Even without these personae in mind, many English teachers know that their work has helped students who have gone on to create, innovate, and cope with cultural change.  Now to remain relevant our cultural change Burke joins the chorus of Daniel Pink and Ken Robinson (and many others)  in calling us to make imaginarion, creativity, and collaboration the brain, heart, and soul of our courses.  More on the challenge of this in a future post.

Right now I have some shoveling to do.

Tuesday, January 12, 2010

Ning in the New Year

Posting at the New Year's about my Personal/Pro Learning Network, I noted two Nings.


The NCTE Ning
and the Jim Burke's English Companion Ning.

I joined NCTE's in 2008 and EC's in 2009.  Two years, two Nings. Still, when I mention Nings to colleagues I have to explain.

1. Ning is a site offering social networks that are more customized than ones on sites like Facebook, Twitter, or MySpace and geared for group discussion and sharing content as well as the random idea.

2. Nings are to social networks what wikis are to websites.

3. Cousins to blogs with reverse-chronological listings and posts, descendants of discussion threads.

4. Perhaps best of  they can share multimedia podcasts, including slides, video, audio, and documents. (Great for catching presentations and lesson ideas and plans!)  It's as if I have scores of talented colleagues across the hall, even though they are across the nation, and beyond.

If you are new to Ning, I'd suggest giving it a try and giving it some time. (As I uploaded these Ning screenshots and revisited the sites, I noticed that I had actually belonged to three other Ning Networks. I guess they were just not holding my interest.)

So I have actually belonged to Ning for four years!  I just didn't "get it."  They became part of my PLN when they started to attract meaningful, useful content.  After the NCTE Convention in November 2009, the Ning called for presentation materials from event. Now it's rich with media.  And Jim Burke's, which recently won honors from the Edublog Awards, is brimming with meaningful conversations and effective ideas.

Thursday, December 31, 2009

PLN 2009: Looking Back at My Personal/Professional Learning Network


As the Year 2009 comes to a close, I'm thinking about how wide my Personal/Professional Learning Network is compared to its reach in previous years.  It's  grown much larger than 1984 student teaching files in manilla folders and much more digital than a decade ago as we began 21st Century learning, just getting the hang of email before the Web 2.0 wave.  Still the ideas of colleagues, experts, and students are the lynchpins of my PLN.
I've included incoming and outgoing directions of the learning-teaching dynamic.  Of course, I learn as much by teaching, if not more than anything else. For Auld Lang Syne, my friends.

Friday, October 30, 2009

Remember

Let's be honest. Kids aren't going to remember what we teach them. Not the content at least and not most of it any way.

Think of how little we remember as adults of our school days?
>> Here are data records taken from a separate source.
//! C8: Provenance tracker — append-only, sortable audit log keyed by
//! session. All mutations and reads go through a single mutex; the store is
//! safe under concurrent record/query per the teacher's journal module.

use crate::types::{AgentId, Phase, ProvenanceError, SessionId};
use parking_lot::Mutex;
use serde::{Deserialize, Serialize};
use std::collections::HashMap;
use std::time::{Duration, SystemTime};

/// The category of a recorded event.
#[derive(Debug, Clone, Copy, PartialEq, Eq, Serialize, Deserialize)]
#[serde(rename_all = "snake_case")]
pub enum EventType {
    DebateStarted,
    DebateCompleted,
    PhaseStarted,
    PhaseCompleted,
    PromptSent,
    ResponseReceived,
    ToolCalled,
    ErrorOccurred,
    ReflectionGenerated,
    VoteCast,
}

/// One append-only audit record.
#[derive(Debug, Clone, Serialize, Deserialize)]
pub struct AuditEntry {
    pub id: String,
    pub session_id: SessionId,
    pub timestamp: SystemTime,
    pub event_type: EventType,
    pub agent_id: Option<AgentId>,
    pub phase: Option<Phase>,
    pub round: Option<u32>,
    pub data: HashMap<String, String>,
}

/// A caller-constructed entry before it has been assigned an id/timestamp
/// and had its session id enforced by the tracker.
#[derive(Debug, Clone)]
pub struct NewEntry {
    pub event_type: EventType,
    pub agent_id: Option<AgentId>,
    pub phase: Option<Phase>,
    pub round: Option<u32>,
    pub data: HashMap<String, String>,
    /// Caller-supplied timestamp; `record` only defaults to `now()` when unset.
    pub timestamp: Option<SystemTime>,
}

impl NewEntry {
    pub fn new(event_type: EventType) -> Self {
        Self {
            event_type,
            agent_id: None,
            phase: None,
            round: None,
            data: HashMap::new(),
            timestamp: None,
        }
    }

    pub fn with_agent(mut self, agent_id: AgentId) -> Self {
        self.agent_id = Some(agent_id);
        self
    }

    pub fn with_phase(mut self, phase: Phase) -> Self {
        self.phase = Some(phase);
        self
    }

    pub fn with_data(mut self, key: impl Into<String>, value: impl Into<String>) -> Self {
        self.data.insert(key.into(), value.into());
        self
    }

    /// Overrides the timestamp `record` would otherwise assign, for
    /// out-of-order ingestion and backfill.
    pub fn with_timestamp(mut self, timestamp: SystemTime) -> Self {
        self.timestamp = Some(timestamp);
        self
    }
}

/// Aggregate view over a session's entries.
#[derive(Debug, Clone, Default, Serialize, Deserialize)]
pub struct SessionSummary {
    pub prompts_sent: usize,
    pub responses_received: usize,
    pub tool_calls: usize,
    pub votes_cast: usize,
    pub reflections_generated: usize,
    pub errors_occurred: usize,
    pub models_used: Vec<String>,
    pub providers_used: Vec<String>,
    pub phases_executed: Vec<String>,
    pub duration: Duration,
}

#[derive(Debug, Serialize, Deserialize)]
pub struct SessionDocument {
    pub entries: Vec<AuditEntry>,
    pub summary: SessionSummary,
}

struct TrackerState {
    sessions: HashMap<SessionId, Vec<AuditEntry>>,
    next_id: u64,
}

/// Append-only provenance store, one vector of entries per session.
pub struct ProvenanceTracker {
    state: Mutex<TrackerState>,
}

impl ProvenanceTracker {
    pub fn new() -> Self {
        Self {
            state: Mutex::new(TrackerState {
                sessions: HashMap::new(),
                next_id: 1,
            }),
        }
    }

    /// Appends an entry, overwriting its session id with the caller-provided
    /// one and assigning an auto-id/timestamp if absent.
    pub fn record(&self, session_id: SessionId, entry: NewEntry) -> AuditEntry {
        let mut state = self.state.lock();
        let id = format!("audit-{}", state.next_id);
        state.next_id += 1;

        let recorded = AuditEntry {
            id,
            session_id,
            timestamp: entry.timestamp.unwrap_or_else(crate::types::now),
            event_type: entry.event_type,
            agent_id: entry.agent_id,
            phase: entry.phase,
            round: entry.round,
            data: entry.data,
        };

        state
            .sessions
            .entry(session_id)
            .or_default()
            .push(recorded.clone());
        recorded
    }

    /// A stable snapshot sorted ascending by timestamp; missing sessions
    /// return an empty list.
    pub fn entries(&self, session_id: SessionId) -> Vec<AuditEntry> {
        let state = self.state.lock();
        let mut entries = state.sessions.get(&session_id).cloned().unwrap_or_default();
        entries.sort_by(|a, b| a.timestamp.cmp(&b.timestamp));
        entries
    }

    pub fn entries_by_type(&self, session_id: SessionId, event_type: EventType) -> Vec<AuditEntry> {
        self.entries(session_id)
            .into_iter()
            .filter(|e| e.event_type == event_type)
            .collect()
    }

    pub fn entries_by_agent(&self, session_id: SessionId, agent_id: AgentId) -> Vec<AuditEntry> {
        self.entries(session_id)
            .into_iter()
            .filter(|e| e.agent_id == Some(agent_id))
            .collect()
    }

    pub fn summary(&self, session_id: SessionId) -> SessionSummary {
        let entries = self.entries(session_id);
        if entries.is_empty() {
            return SessionSummary::default();
        }

        let mut summary = SessionSummary::default();
        let mut models: std::collections::BTreeSet<String> = std::collections::BTreeSet::new();
        let mut providers: std::collections::BTreeSet<String> = std::collections::BTreeSet::new();
        let mut phases: std::collections::BTreeSet<String> = std::collections::BTreeSet::new();

        for e in &entries {
            match e.event_type {
                EventType::PromptSent => summary.prompts_sent += 1,
                EventType::ResponseReceived => summary.responses_received += 1,
                EventType::ToolCalled => summary.tool_calls += 1,
                EventType::VoteCast => summary.votes_cast += 1,
                EventType::ReflectionGenerated => summary.reflections_generated += 1,
                EventType::ErrorOccurred => summary.errors_occurred += 1,
                EventType::PhaseStarted => {
                    if let Some(phase) = e.phase {
                        phases.insert(phase.as_str().to_string());
                    }
                }
                _ => {}
            }
            if let Some(model) = e.data.get("model").filter(|m| !m.is_empty()) {
                models.insert(model.clone());
            }
            if let Some(provider) = e.data.get("provider").filter(|p| !p.is_empty()) {
                providers.insert(provider.clone());
            }
        }

        let start = entries.first().map(|e| e.timestamp).unwrap();
        let end = entries.last().map(|e| e.timestamp).unwrap();

        summary.models_used = models.into_iter().collect();
        summary.providers_used = providers.into_iter().collect();
        summary.phases_executed = phases.into_iter().collect();
        summary.duration = end.duration_since(start).unwrap_or_default();
        summary
    }

    pub fn marshal_session_json(&self, session_id: SessionId) -> Result<String, ProvenanceError> {
        let state = self.state.lock();
        if !state.sessions.contains_key(&session_id) {
            return Err(ProvenanceError::SessionNotFound(session_id.to_string()));
        }
        drop(state);

        let document = SessionDocument {
            entries: self.entries(session_id),
            summary: self.summary(session_id),
        };
        serde_json::to_string(&document)
            .map_err(|e| ProvenanceError::SessionNotFound(format!("serialize failed: {e}")))
    }

    pub fn clear(&self, session_id: SessionId) {
        self.state.lock().sessions.remove(&session_id);
    }

    pub fn session_ids(&self) -> Vec<SessionId> {
        let mut ids: Vec<SessionId> = self.state.lock().sessions.keys().copied().collect();
        ids.sort();
        ids
    }
}

impl Default for ProvenanceTracker {
    fn default() -> Self {
        Self::new()
    }
}

#[cfg(test)]
mod tests {
    use super::*;

    #[test]
    fn record_overwrites_session_id_and_assigns_auto_id() {
        let tracker = ProvenanceTracker::new();
        let session = SessionId::new();
        let entry = tracker.record(session, NewEntry::new(EventType::DebateStarted));
        assert_eq!(entry.session_id, session);
        assert!(entry.id.starts_with("audit-"));
    }

    #[test]
    fn entries_are_sorted_ascending_and_idempotent() {
        let tracker = ProvenanceTracker::new();
        let session = SessionId::new();
        tracker.record(session, NewEntry::new(EventType::DebateStarted));
        tracker.record(session, NewEntry::new(EventType::PhaseStarted));

        let first = tracker.entries(session);
        let second = tracker.entries(session);
        assert_eq!(first.len(), second.len());
        for pair in first.windows(2) {
            assert!(pair[0].timestamp <= pair[1].timestamp);
        }
    }

    #[test]
    fn clear_removes_session_and_is_noop_on_unknown() {
        let tracker = ProvenanceTracker::new();
        let session = SessionId::new();
        tracker.record(session, NewEntry::new(EventType::DebateStarted));
        tracker.clear(session);
        assert!(tracker.entries(session).is_empty());
        tracker.clear(SessionId::new());
    }

    #[test]
    fn record_preserves_caller_supplied_timestamp() {
        let tracker = ProvenanceTracker::new();
        let session = SessionId::new();
        let backfilled = crate::types::now() - Duration::from_secs(3600);
        let entry = tracker.record(
            session,
            NewEntry::new(EventType::DebateStarted).with_timestamp(backfilled),
        );
        assert_eq!(entry.timestamp, backfilled);
    }

    #[test]
    fn marshal_unknown_session_fails() {
        let tracker = ProvenanceTracker::new();
        assert!(tracker.marshal_session_json(SessionId::new()).is_err());
    }

    #[test]
    fn summary_counts_match_recorded_events() {
        let tracker = ProvenanceTracker::new();
        let session = SessionId::new();
        tracker.record(
            session,
            NewEntry::new(EventType::PromptSent).with_data("model", "gpt-4").with_data("provider", "openai"),
        );
        tracker.record(
            session,
            NewEntry::new(EventType::PromptSent).with_data("model", "claude-3").with_data("provider", "anthropic"),
        );
        tracker.record(session, NewEntry::new(EventType::ResponseReceived));
        tracker.record(session, NewEntry::new(EventType::ToolCalled));
        tracker.record(session, NewEntry::new(EventType::VoteCast));
        tracker.record(session, NewEntry::new(EventType::ReflectionGenerated));
        tracker.record(session, NewEntry::new(EventType::ErrorOccurred));
        tracker.record(session, NewEntry::new(EventType::PhaseStarted).with_phase(Phase::Proposal));

        let summary = tracker.summary(session);
        assert_eq!(summary.prompts_sent, 2);
        assert_eq!(summary.responses_received, 1);
        assert_eq!(summary.tool_calls, 1);
        assert_eq!(summary.votes_cast, 1);
        assert_eq!(summary.reflections_generated, 1);
        assert_eq!(summary.errors_occurred, 1);
        assert_eq!(summary.models_used, vec!["claude-3".to_string(), "gpt-4".to_string()]);
        assert_eq!(summary.providers_used, vec!["anthropic".to_string(), "openai".to_string()]);
        assert_eq!(summary.phases_executed, vec!["proposal".to_string()]);
    }
}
How many of high school lessons come to mind? If you're like me, not many. Over the years, over the lessons, the lectures, the seminars, the books--ideas atop of ideas--it's impossible to sift through the layers of learning. Yet, I bet there are at least 10 days you remember.

My memorable lessons of high school:

  1. When my 9th Grade English teacher caught me watching the snow fall and just said "pretty, huh."

  2. My typing teacher assessing my practice: "There is no pattern to your errors."

  3. Parallel parking in driver's ed, successfully, after a night of practicing in the driveway.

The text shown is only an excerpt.